__INFORMATION SUPPLIED__:
//! Registry of named palettes.

use std::collections::BTreeMap;
use lazy_static::lazy_static;

use crate::{Error, Palette, Result, RGBColor};

pub(crate) mod ty;
mod data;

use ty::PaletteData;

lazy_static! {
    static ref BUILTIN: std::result::Result<PaletteRegistry, String> =
        PaletteRegistry::from_table(data::BUILTIN)
        .map_err(|e| format!("built-in palettes: {e}"));
}

/// Immutable map from palette names to their colors.
///
/// The built-in registry is shared; registries with extra palettes are
/// built with [`PaletteRegistry::with_palette`].
#[derive(Clone, Debug, Default)]
pub struct PaletteRegistry {
    palettes: BTreeMap<String, PaletteData>,
}

impl PaletteRegistry {
    /// All the palettes shipped with the crate.
    pub fn builtin() -> Result<&'static PaletteRegistry> {
        BUILTIN.as_ref().map_err(|e| Error::config(e.clone()))
    }

    /// Parse a table of `(name, hex colors)`.  Every entry must be a
    /// valid palette with a distinct name.
    fn from_table(table: &[(&str, &[&str])]) -> Result<PaletteRegistry> {
        let mut palettes = BTreeMap::new();
        for &(name, hex) in table {
            let p = PaletteData::from_hex(name, hex)?;
            if palettes.insert(name.to_string(), p).is_some() {
                return Err(Error::config(format!(
                    "palette {name:?} defined twice")))
            }
        }
        Ok(PaletteRegistry { palettes })
    }

    /// Look up the palette `name`.
    pub fn get<Color: RGBColor>(&self, name: &str)
                                -> Result<Palette<'_, Color>> {
        match self.palettes.get(name) {
            Some(p) => Ok(Palette::new(p)),
            None => Err(Error::config(format!("unknown palette {name:?}"))),
        }
    }

    /// Whether `name` is registered.
    pub fn contains(&self, name: &str) -> bool {
        self.palettes.contains_key(name)
    }

    /// The palette names, sorted.
    pub fn names(&self) -> impl Iterator<Item = &str> {
        self.palettes.keys().map(String::as_str)
    }

    /// All palettes, sorted by name.
    pub fn iter<Color: RGBColor>(&self)
                                 -> impl Iterator<Item = Palette<'_, Color>> {
        self.palettes.values().map(Palette::new)
    }

    pub fn len(&self) -> usize { self.palettes.len() }

    pub fn is_empty(&self) -> bool { self.palettes.is_empty() }

    /// Return a copy of the registry where `name` maps to the `hex`
    /// colors (replacing any palette of the same name).
    pub fn with_palette<S: AsRef<str>>(&self, name: &str, hex: &[S])
                                       -> Result<PaletteRegistry> {
        let p = PaletteData::from_hex(name, hex)?;
        let mut palettes = self.palettes.clone();
        palettes.insert(name.to_string(), p);
        Ok(PaletteRegistry { palettes })
    }
}

#[cfg(test)]
mod tests {
    use super::*;
    use rgb::{RGB8, RGBA};

    #[test]
    fn every_builtin_parses() {
        let reg = PaletteRegistry::builtin().unwrap();
        assert_eq!(reg.len(), data::BUILTIN.len());
        for &(name, hex) in data::BUILTIN {
            let p = reg.get::<RGB8>(name).unwrap();
            assert_eq!(p.len(), hex.len(), "{name}");
        }
    }

    #[test]
    fn malformed_table() {
        let e = PaletteRegistry::from_table(
            &[("ok", &["#000000", "#FFFFFF"][..]),
              ("bad", &["#000000", "#FFF"][..])])
            .unwrap_err();
        assert!(matches!(e, Error::Configuration(_)), "{e}");
        let e = PaletteRegistry::from_table(
            &[("twice", &["#000000", "#FFFFFF"][..]),
              ("twice", &["#FFFFFF", "#000000"][..])]).unwrap_err();
        assert!(e.to_string().contains("twice"), "{e}");
        let e = PaletteRegistry::from_table(&[("one", &["#000000"][..])])
            .unwrap_err();
        assert!(matches!(e, Error::Configuration(_)), "{e}");
    }

    #[test]
    fn lookup() {
        let reg = PaletteRegistry::builtin().unwrap();
        let p = reg.get::<RGB8>("citric").unwrap();
        assert_eq!(p.name(), "citric");
        assert_eq!(p.colors(), vec![RGB8::new(0x03, 0xAB, 0x11),
                                    RGB8::new(0xFF, 0xF3, 0x01)]);
        assert!(reg.contains("brewer.celsius"));
        assert!(reg.names().any(|n| n == "white:mango"));
        let e = reg.get::<RGB8>("wolfgang.v1").err().unwrap();
        assert!(matches!(e, Error::Configuration(_)));
    }

    #[test]
    fn extend_without_touching_builtin() {
        let builtin = PaletteRegistry::builtin().unwrap();
        let reg = builtin.with_palette("mine", &["#000000", "#FFFFFF"])
            .unwrap();
        assert!(reg.contains("mine"));
        assert!(!builtin.contains("mine"));
        assert_eq!(reg.len(), builtin.len() + 1);
        let p = reg.get::<RGBA<f64>>("mine").unwrap();
        assert_eq!(p.colors()[1], RGBA { r: 255., g: 255., b: 255., a: 255. });
    }
}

__WHAT IS REQUIRED__:
The answer must consist of each line from the entries that contains the string "insert".

__ANSWER BOX__:
            if palettes.insert(name.to_string(), p).is_some() {
        palettes.insert(name.to_string(), p);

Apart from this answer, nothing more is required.